Ask Slashdot: How Many (Electronics) Gates Is That Software Algorithm?
dryriver writes "We have developed a graphics algorithm that got an electronics manufacturer interested in turning it into hardware. Here comes the problematic bit... The electronics manufacturer asked us to describe how complex the algorithm is. More specifically, we were asked 'How many (logic) gates would be needed to turn your software algorithm into hardware?' This threw us a bit, since none of us have done electronics design before. So here is the question: Is there a piece of software or another tool that can analyze an algorithm written in C/C++ and estimate how many gates would be needed to turn it into hardware? Or, perhaps, there is a more manual method of converting code lines to gates? Maybe an operation like 'Add' would require 3 gates while an operation like 'Divide' would need 6 gates? Something along those lines, anyway. To state the question one more time: How do we get from a software algorithm that is N lines long and executes X number of total operations overall, to a rough estimate of how many gates this algorithm would use when translated into electronic hardware?"
Either implement it as shaders for a GPU (or a DSP) or hire somebody who actually knows about hardware design if you are hell-bent on implementing an ASIC.
Slashdot: Where *not* to go to get specific advice about specific technical issues.
AntiFA: An abbreviation for Anti First Amendment.
beowulf clusters does your algorithm desire?
If you learn to program in Verilog, you could try synthesizing for some FPGA and see how much space it takes up on the FPGA. But then programming for an FPGA differs from programming for a serial computer in that each line of code runs essentially as a separate thread, usually triggered on another signal (such as a clock) having a positive or negative edge.
You'd think the "electronics manufacturer" would have some idea how to estimate this.
Make up a number, then when they complain that it was way off, blame it on their management changing scope a hundred times throughout the life of the project!
As a first-order approximation, you can translate your C/C++ code to a hardware description language (HDL) such as VHDL or Verilog. Tools exist for this process. The result won't be optimized for the peculiarities of HDL, but it will provide a good start. From there, you can port the HDL to a Xilinx or Altera FPGA netlist using vendor-specific tool chains. The porting effort will summarize the logic and memory resources of your implementation. Any digital hardware engineer worth their salt should be able to translate FPGA utilization metrics into whatever platform they are interested in.

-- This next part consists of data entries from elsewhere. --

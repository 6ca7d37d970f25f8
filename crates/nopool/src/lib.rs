//! # nopool
//!
//! A bot-API HTTP transport that never reuses a connection.
//!
//! ## Overview
//!
//! Long-lived connection pools go stale behind some corporate proxies and
//! end in "pool timeout" errors. nopool opens a dedicated connection for
//! every request, sends `Connection: close`, and releases everything when
//! the request finishes, fails, times out or is cancelled.
//!
//! ## Architecture
//!
//! ```text
//! ┌──────────────┐     ┌────────────────┐     ┌─────────────────┐
//! │   BotApi /   │────▶│ NoPoolRequest  │────▶│ NoPoolTransport │──▶ one socket
//! │  bot client  │     │ (envelope,     │     │ (scope guard,   │    per request
//! └──────────────┘     │  lifecycle)    │     │  proxy, limits) │
//!                      └────────────────┘     └─────────────────┘
//! ```
//!
//! - **Runtime**: loads configuration, sets up logging, builds the stack
//! - **Adapter**: `BaseRequest` contract and bot-API envelope handling
//! - **Transport**: per-request connections over reqwest
//!
//! ## Quick Start
//!
//! ```rust,ignore
//! use nopool::prelude::*;
//!
//! #[tokio::main]
//! async fn main() -> anyhow::Result<()> {
//!     let runtime = NoPoolRuntime::load()?;
//!     runtime.initialize().await?;
//!
//!     let bot = runtime.bot_api()?;
//!     let me = bot.get_me().await?;
//!     info!(username = %me["username"], "Connected");
//!
//!     runtime.shutdown().await?;
//!     Ok(())
//! }
//! ```
//!
//! ## Features
//!
//! - `toml-config`: TOML configuration files (default)
//! - `yaml-config`: YAML configuration files
//! - `json-log`: JSON log output

pub use nopool_adapter_botapi as adapter;
pub use nopool_core as core;
pub use nopool_runtime as runtime;
pub use nopool_transport as transport;

/// Prelude module for convenient imports.
///
/// ```rust,ignore
/// use nopool::prelude::*;
/// ```
pub mod prelude {
    // Runtime - main entry point
    pub use nopool_runtime::{NoPoolConfig, NoPoolRuntime, RuntimeError};

    // Adapter
    pub use nopool_adapter_botapi::{AdapterError, BaseRequest, BotApi, NoPoolRequest};

    // Transport
    pub use nopool_core::{
        PoolStrategy, ProxySpec, RequestDescriptor, TimeoutBudget, TimeoutOverrides, Transport,
        TransportConfig, TransportError,
    };
    pub use nopool_transport::NoPoolTransport;

    // Logging macros
    pub use nopool_runtime::prelude::*;
}
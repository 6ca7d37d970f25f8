//! Request descriptors.

use std::fmt;
use std::str::FromStr;

use bytes::Bytes;
use serde_json::{Map, Value};

use crate::error::TransportError;
use crate::proxy::ProxySpec;
use crate::timeouts::TimeoutOverrides;

/// The two verbs the transport supports.
#[derive(Debug, Clone, Copy, PartialEq, Eq, Hash)]
pub enum Method {
    /// `GET`, used for file retrieval.
    Get,
    /// `POST`, used for every bot-API call.
    Post,
}

impl Method {
    /// Upper-case method name.
    pub fn as_str(&self) -> &'static str {
        match self {
            Self::Get => "GET",
            Self::Post => "POST",
        }
    }
}

impl fmt::Display for Method {
    fn fmt(&self, f: &mut fmt::Formatter<'_>) -> fmt::Result {
        f.write_str(self.as_str())
    }
}

impl FromStr for Method {
    type Err = TransportError;

    fn from_str(s: &str) -> Result<Self, Self::Err> {
        if s.eq_ignore_ascii_case("GET") {
            Ok(Self::Get)
        } else if s.eq_ignore_ascii_case("POST") {
            Ok(Self::Post)
        } else {
            Err(TransportError::InvalidRequest(format!(
                "unsupported method: {s}"
            )))
        }
    }
}

/// Request body.
#[derive(Debug, Clone, PartialEq)]
pub enum RequestBody {
    /// Structured value sent as `application/json`.
    Json(Value),
    /// Key/value pairs sent as `application/x-www-form-urlencoded`.
    Form(Vec<(String, String)>),
    /// Raw bytes with an optional content type.
    Raw {
        /// Body bytes.
        bytes: Bytes,
        /// `Content-Type` header value.
        content_type: Option<String>,
    },
}

impl RequestBody {
    /// Builds a form body from a JSON object.
    ///
    /// String values are sent as-is; other values are JSON-encoded, which is
    /// how the bot API expects nested objects in form posts. `null` values
    /// are skipped.
    pub fn form_from_map(map: &Map<String, Value>) -> Self {
        let pairs = map
            .iter()
            .filter(|(_, v)| !v.is_null())
            .map(|(k, v)| {
                let value = match v {
                    Value::String(s) => s.clone(),
                    other => other.to_string(),
                };
                (k.clone(), value)
            })
            .collect();
        Self::Form(pairs)
    }
}

/// A fully described outbound request.
///
/// Built once per call and consumed by the transport.
#[derive(Debug, Clone)]
pub struct RequestDescriptor {
    method: Method,
    url: String,
    body: Option<RequestBody>,
    headers: Vec<(String, String)>,
    query: Vec<(String, String)>,
    proxy: Option<ProxySpec>,
    timeouts: TimeoutOverrides,
}

impl RequestDescriptor {
    /// Creates a request with the given method and URL.
    pub fn new(method: Method, url: impl Into<String>) -> Self {
        Self {
            method,
            url: url.into(),
            body: None,
            headers: Vec::new(),
            query: Vec::new(),
            proxy: None,
            timeouts: TimeoutOverrides::NONE,
        }
    }

    /// Creates a `GET` request.
    pub fn get(url: impl Into<String>) -> Self {
        Self::new(Method::Get, url)
    }

    /// Creates a `POST` request.
    pub fn post(url: impl Into<String>) -> Self {
        Self::new(Method::Post, url)
    }

    /// Sets a JSON body.
    pub fn json(mut self, value: Value) -> Self {
        self.body = Some(RequestBody::Json(value));
        self
    }

    /// Sets a url-encoded form body.
    pub fn form(mut self, pairs: Vec<(String, String)>) -> Self {
        self.body = Some(RequestBody::Form(pairs));
        self
    }

    /// Sets a raw body.
    pub fn raw(mut self, bytes: impl Into<Bytes>, content_type: Option<String>) -> Self {
        self.body = Some(RequestBody::Raw {
            bytes: bytes.into(),
            content_type,
        });
        self
    }

    /// Sets any body.
    pub fn body(mut self, body: RequestBody) -> Self {
        self.body = Some(body);
        self
    }

    /// Adds a header override.
    pub fn header(mut self, name: impl Into<String>, value: impl Into<String>) -> Self {
        self.headers.push((name.into(), value.into()));
        self
    }

    /// Adds a query parameter.
    pub fn query(mut self, key: impl Into<String>, value: impl Into<String>) -> Self {
        self.query.push((key.into(), value.into()));
        self
    }

    /// Routes this request through a proxy.
    pub fn proxy(mut self, proxy: ProxySpec) -> Self {
        self.proxy = Some(proxy);
        self
    }

    /// Applies per-call timeout overrides.
    pub fn timeouts(mut self, timeouts: TimeoutOverrides) -> Self {
        self.timeouts = timeouts;
        self
    }

    /// Request method.
    pub fn method(&self) -> Method {
        self.method
    }

    /// Target URL.
    pub fn url(&self) -> &str {
        &self.url
    }

    /// Target URL with any bot token replaced.
    pub fn redacted_url(&self) -> String {
        redact_url(&self.url)
    }

    /// Request body, if any.
    pub fn request_body(&self) -> Option<&RequestBody> {
        self.body.as_ref()
    }

    /// Header overrides.
    pub fn headers(&self) -> &[(String, String)] {
        &self.headers
    }

    /// Query parameters.
    pub fn query_pairs(&self) -> &[(String, String)] {
        &self.query
    }

    /// Per-request proxy, if any.
    pub fn proxy_spec(&self) -> Option<&ProxySpec> {
        self.proxy.as_ref()
    }

    /// Per-call timeout overrides.
    pub fn timeout_overrides(&self) -> &TimeoutOverrides {
        &self.timeouts
    }
}

/// Replaces a `/bot<token>/` path segment with `/bot<redacted>/`.
///
/// Only segments that look like bot tokens (containing `:`) are touched.
pub fn redact_url(url: &str) -> String {
    let mut search_from = 0;
    while let Some(pos) = url[search_from..].find("/bot") {
        let start = search_from + pos + "/bot".len();
        let rest = &url[start..];
        let end = rest.find(['/', '?', '#']).unwrap_or(rest.len());
        let segment = &rest[..end];
        if !segment.is_empty() && segment.contains(':') {
            return format!("{}<redacted>{}", &url[..start], &rest[end..]);
        }
        search_from = start;
    }
    url.to_string()
}
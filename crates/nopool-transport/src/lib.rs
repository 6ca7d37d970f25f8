//! # nopool transport
//!
//! [`Transport`](nopool_core::Transport) implementation that never reuses
//! a connection.
//!
//! ## Architecture
//!
//! ```text
//! ┌─────────────────────┐
//! │  Adapter Layer      │  (Bot-API envelope, lifecycle)
//! ├─────────────────────┤
//! │  nopool-core        │  (Transport trait, descriptors)
//! ├─────────────────────┤
//! │  nopool-transport   │  <- This crate (implementation)
//! ├─────────────────────┤
//! │  Network (TCP/HTTP) │
//! └─────────────────────┘
//! ```
//!
//! ## Strategies
//!
//! | Strategy | Client lifetime | Use Case |
//! |----------|-----------------|----------|
//! | `FreshClient` | One per request | Hosts where reused sockets go stale |
//! | `SharedNoIdle` | One per transport, idle pool of zero | Lower setup cost |
//!
//! Both send `Connection: close` over HTTP/1.1, so the server tears the
//! socket down after each response.
//!
//! ## Quick Start
//!
//! ```rust,ignore
//! use nopool_core::{RequestDescriptor, Transport, TransportConfig};
//! use nopool_transport::NoPoolTransport;
//!
//! let transport = NoPoolTransport::new(TransportConfig::new().with_max_in_flight(8))?;
//! let response = transport
//!     .execute(RequestDescriptor::post("https://api.telegram.org/bot<token>/getMe"))
//!     .await?;
//! println!("{:?}", response.decode());
//! transport.close().await?;
//! ```

pub mod http;

pub use http::{DOWNLOAD_CHUNK_SIZE, NoPoolTransport, TransportStats};
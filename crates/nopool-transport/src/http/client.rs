//! No-pool HTTP client transport.
//!
//! Every request runs inside its own [`ConnectionScope`]. With
//! [`PoolStrategy::FreshClient`] the scope owns a client built for that
//! request alone; with [`PoolStrategy::SharedNoIdle`] it holds a clone of a
//! client whose idle pool is zero. Either way requests go out as HTTP/1.1
//! with `Connection: close`, so no socket outlives its exchange.

use std::fmt;
use std::sync::Arc;
use std::sync::atomic::{AtomicBool, Ordering};

use async_trait::async_trait;
use bytes::Bytes;
use parking_lot::RwLock;
use reqwest::header::{CONNECTION, CONTENT_TYPE, HeaderName, HeaderValue};
use reqwest::{Client, ClientBuilder, Proxy, RequestBuilder, Response};
use serde_json::Value;
use tokio::io::{AsyncWrite, AsyncWriteExt, BufWriter};
use tokio::sync::Semaphore;
use tracing::{Instrument, debug, info, info_span, warn};
use uuid::Uuid;

use nopool_core::{
    HttpResponse, Method, Payload, PoolStrategy, ProxySpec, RequestBody, RequestDescriptor,
    TimeoutBudget, Transport, TransportConfig, TransportError, TransportResult,
};

use super::scope::{ConnectionScope, StatsCounters, TransportStats};

/// Buffer size used when streaming a download to its sink.
pub const DOWNLOAD_CHUNK_SIZE: usize = 64 * 1024;

/// Placeholder for an error body that could not be read.
const UNREADABLE_BODY: &str = "<unreadable body>";

/// HTTP transport that opens a dedicated connection for every request.
pub struct NoPoolTransport {
    config: TransportConfig,
    /// Only populated for [`PoolStrategy::SharedNoIdle`]; taken on close.
    shared: RwLock<Option<Client>>,
    limiter: Option<Arc<Semaphore>>,
    closed: AtomicBool,
    stats: Arc<StatsCounters>,
}

impl NoPoolTransport {
    /// Creates a transport from its configuration.
    ///
    /// # Errors
    /// Returns an error if the shared client (for
    /// [`PoolStrategy::SharedNoIdle`]) cannot be built.
    pub fn new(config: TransportConfig) -> TransportResult<Self> {
        if config.accept_invalid_certs {
            warn!("TLS certificate verification is DISABLED for this transport");
        }

        let shared = match config.strategy {
            PoolStrategy::SharedNoIdle => Some(build_client(
                &config,
                &config.timeouts,
                config.proxy.as_ref(),
            )?),
            PoolStrategy::FreshClient => None,
        };
        let limiter = config
            .max_in_flight
            .map(|max| Arc::new(Semaphore::new(max.max(1))));

        let proxy = config
            .proxy
            .as_ref()
            .map_or_else(|| "none".to_string(), ProxySpec::url);
        info!(
            strategy = %config.strategy,
            connect_timeout_ms = config.timeouts.connect.as_millis() as u64,
            read_timeout_ms = config.timeouts.read.as_millis() as u64,
            total_timeout_ms = config.timeouts.total.as_millis() as u64,
            proxy = %proxy,
            max_in_flight = ?config.max_in_flight,
            "No-pool transport initialized"
        );

        Ok(Self {
            config,
            shared: RwLock::new(shared),
            limiter,
            closed: AtomicBool::new(false),
            stats: Arc::new(StatsCounters::default()),
        })
    }

    /// Creates a transport with default configuration.
    pub fn with_defaults() -> TransportResult<Self> {
        Self::new(TransportConfig::default())
    }

    /// Returns the configuration.
    pub fn config(&self) -> &TransportConfig {
        &self.config
    }

    /// Returns a snapshot of the request counters.
    pub fn stats(&self) -> TransportStats {
        self.stats.snapshot()
    }

    /// Number of requests currently holding a connection scope.
    pub fn in_flight(&self) -> usize {
        self.stats.snapshot().in_flight
    }

    /// Returns whether [`close`](Transport::close) has been called.
    pub fn is_closed(&self) -> bool {
        self.closed.load(Ordering::SeqCst)
    }

    /// POSTs a JSON body and decodes the response.
    pub async fn post_json(&self, url: &str, body: Value) -> TransportResult<Payload> {
        let response = self.execute(RequestDescriptor::post(url).json(body)).await?;
        Ok(response.decode())
    }

    /// GETs a URL and returns the raw body.
    pub async fn get(&self, url: &str) -> TransportResult<Bytes> {
        let response = self.execute(RequestDescriptor::get(url)).await?;
        Ok(response.into_bytes())
    }

    /// Acquires a permit and a client for one request.
    async fn open(&self, request: &RequestDescriptor) -> TransportResult<ConnectionScope> {
        if self.is_closed() {
            return Err(TransportError::Closed);
        }

        let permit = match &self.limiter {
            Some(limiter) => Some(
                Arc::clone(limiter)
                    .acquire_owned()
                    .await
                    .map_err(|_| TransportError::Closed)?,
            ),
            None => None,
        };

        let overrides = request.timeout_overrides();
        let budget = self.config.timeouts.with_overrides(overrides);
        let shared_fits = overrides.connect.is_none() && overrides.read.is_none();

        let client = match (self.config.strategy, request.proxy_spec()) {
            (PoolStrategy::SharedNoIdle, None) if shared_fits => {
                let shared = self.shared.read().clone();
                shared.ok_or(TransportError::Closed)?
            }
            // Per-request proxies and connect/read timeouts are fixed at
            // build time, so the shared client cannot carry them.
            (_, proxy) => build_client(
                &self.config,
                &budget,
                proxy.or(self.config.proxy.as_ref()),
            )?,
        };

        Ok(ConnectionScope::open(
            client,
            budget.total,
            permit,
            Arc::clone(&self.stats),
        ))
    }

    /// Sends the request and checks the status.
    async fn send(
        &self,
        scope: &ConnectionScope,
        request: &RequestDescriptor,
        url: &str,
    ) -> TransportResult<Response> {
        debug!("Sending request");
        let builder = prepare(scope, request)?;
        let response = builder
            .send()
            .await
            .map_err(|e| map_reqwest_error(e, url))?;

        let status = response.status();
        if status.is_client_error() || status.is_server_error() {
            let body = response
                .text()
                .await
                .unwrap_or_else(|_| UNREADABLE_BODY.to_string());
            return Err(TransportError::Status {
                url: url.to_string(),
                status: status.as_u16(),
                body,
            });
        }
        Ok(response)
    }

    async fn execute_in_scope(
        &self,
        request: &RequestDescriptor,
        url: &str,
    ) -> TransportResult<HttpResponse> {
        let scope = self.open(request).await?;
        let result: TransportResult<HttpResponse> = async {
            let response = self.send(&scope, request, url).await?;
            let status = response.status().as_u16();
            let body = response
                .bytes()
                .await
                .map_err(|e| map_reqwest_error(e, url))?;
            Ok(HttpResponse::new(status, body))
        }
        .await;

        self.stats.record(&result);
        match &result {
            Ok(response) => debug!(
                status = response.status,
                bytes = response.body.len(),
                elapsed_ms = scope.elapsed().as_millis() as u64,
                "Request completed"
            ),
            Err(e) => debug!(
                error = %e,
                elapsed_ms = scope.elapsed().as_millis() as u64,
                "Request failed"
            ),
        }
        result
    }

    async fn download_in_scope(
        &self,
        request: &RequestDescriptor,
        url: &str,
        sink: &mut (dyn AsyncWrite + Unpin + Send),
    ) -> TransportResult<u64> {
        let scope = self.open(request).await?;
        let result: TransportResult<u64> = async {
            let mut response = self.send(&scope, request, url).await?;
            let mut writer = BufWriter::with_capacity(DOWNLOAD_CHUNK_SIZE, sink);
            let mut written = 0u64;
            while let Some(chunk) = response
                .chunk()
                .await
                .map_err(|e| map_reqwest_error(e, url))?
            {
                writer.write_all(&chunk).await?;
                written += chunk.len() as u64;
            }
            writer.flush().await?;
            Ok(written)
        }
        .await;

        self.stats.record(&result);
        if let Ok(written) = &result {
            debug!(
                bytes = written,
                elapsed_ms = scope.elapsed().as_millis() as u64,
                "Download completed"
            );
        }
        result
    }
}

#[async_trait]
impl Transport for NoPoolTransport {
    async fn execute(&self, request: RequestDescriptor) -> TransportResult<HttpResponse> {
        let url = request.redacted_url();
        let span = info_span!(
            "request",
            id = %Uuid::new_v4(),
            method = %request.method(),
            url = %url,
        );
        self.execute_in_scope(&request, &url).instrument(span).await
    }

    async fn download(
        &self,
        request: RequestDescriptor,
        sink: &mut (dyn AsyncWrite + Unpin + Send),
    ) -> TransportResult<u64> {
        let url = request.redacted_url();
        let span = info_span!(
            "download",
            id = %Uuid::new_v4(),
            method = %request.method(),
            url = %url,
        );
        self.download_in_scope(&request, &url, sink)
            .instrument(span)
            .await
    }

    async fn close(&self) -> TransportResult<()> {
        if self.closed.swap(true, Ordering::SeqCst) {
            debug!("No-pool transport already closed");
            return Ok(());
        }
        self.shared.write().take();
        if let Some(limiter) = &self.limiter {
            limiter.close();
        }
        info!(in_flight = self.in_flight(), "No-pool transport closed");
        Ok(())
    }
}

impl fmt::Debug for NoPoolTransport {
    fn fmt(&self, f: &mut fmt::Formatter<'_>) -> fmt::Result {
        f.debug_struct("NoPoolTransport")
            .field("strategy", &self.config.strategy)
            .field("closed", &self.is_closed())
            .field("stats", &self.stats())
            .finish()
    }
}

// =============================================================================
// Helpers
// =============================================================================

/// Builds a client that keeps no idle connections.
fn build_client(
    config: &TransportConfig,
    budget: &TimeoutBudget,
    proxy: Option<&ProxySpec>,
) -> TransportResult<Client> {
    let builder = ClientBuilder::new()
        .connect_timeout(budget.connect)
        .read_timeout(budget.read)
        .timeout(budget.total)
        .pool_max_idle_per_host(0)
        .http1_only()
        .user_agent(config.user_agent.clone())
        .danger_accept_invalid_certs(config.accept_invalid_certs);

    let builder = match proxy {
        Some(spec) => {
            let mut proxy = Proxy::all(spec.url()).map_err(|e| TransportError::InvalidProxy {
                proxy: spec.url(),
                reason: e.to_string(),
            })?;
            if let Some(creds) = spec.credentials() {
                proxy = proxy.basic_auth(&creds.username, &creds.password);
            }
            builder.proxy(proxy)
        }
        None if !config.trust_env => builder.no_proxy(),
        None => builder,
    };

    builder
        .build()
        .map_err(|e| TransportError::InvalidRequest(format!("failed to build HTTP client: {e}")))
}

/// Translates a descriptor into a reqwest request on the scope's client.
fn prepare(scope: &ConnectionScope, request: &RequestDescriptor) -> TransportResult<RequestBuilder> {
    let method = match request.method() {
        Method::Get => reqwest::Method::GET,
        Method::Post => reqwest::Method::POST,
    };

    let mut builder = scope
        .client()
        .request(method, request.url())
        .header(CONNECTION, "close")
        .timeout(scope.total_timeout());

    if !request.query_pairs().is_empty() {
        builder = builder.query(request.query_pairs());
    }

    for (name, value) in request.headers() {
        let header_name = HeaderName::from_bytes(name.as_bytes()).map_err(|e| {
            TransportError::InvalidRequest(format!("invalid header name '{name}': {e}"))
        })?;
        let header_value = HeaderValue::from_str(value).map_err(|e| {
            TransportError::InvalidRequest(format!("invalid value for header '{name}': {e}"))
        })?;
        builder = builder.header(header_name, header_value);
    }

    // Header overrides go first so an explicit Content-Type wins over .json().
    let builder = match request.request_body() {
        Some(RequestBody::Json(value)) => builder.json(value),
        Some(RequestBody::Form(pairs)) => builder.form(pairs),
        Some(RequestBody::Raw {
            bytes,
            content_type,
        }) => {
            let builder = builder.body(bytes.clone());
            match content_type {
                Some(ct) => builder.header(CONTENT_TYPE, ct.as_str()),
                None => builder,
            }
        }
        None => builder,
    };

    Ok(builder)
}

/// Maps a reqwest error, dropping the URL it embeds (it may carry a token).
fn map_reqwest_error(err: reqwest::Error, url: &str) -> TransportError {
    if err.is_timeout() {
        TransportError::Timeout {
            url: url.to_string(),
        }
    } else {
        TransportError::connection(url, err.without_url())
    }
}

I think you may have a better chance of getting an answer if you ask this question on Stackoverflow (or one of its related sites).
Unfortunately, I think asking on Slashdot is only likely to get you some tired and outdated memes / jokes...
If they plan on implementing this in hardware, then they should have people who are capable of answering that question. If instead, they are just a manufacturer and aren't capable of doing the actual hardware design, then you have bigger problems than answering this question. That is something you should find out about ASAP.
Develop out the algorithm in Minecraft using ProjectRed (Integration module, specifically) and then you can easily count the gates! :-)
The question "How many gates does it take to implement this algorithm?" is stupid. It's like asking "How long is a piece of string?"
There will always be a time/space tradeoff, even with translating an algorithm to hardware. You can save time by throwing more gates at the problem to increase parallelism, or you can save space by reusing gates in sequential operations.
You need a C to VHDL translator. Here's a tutorial for one.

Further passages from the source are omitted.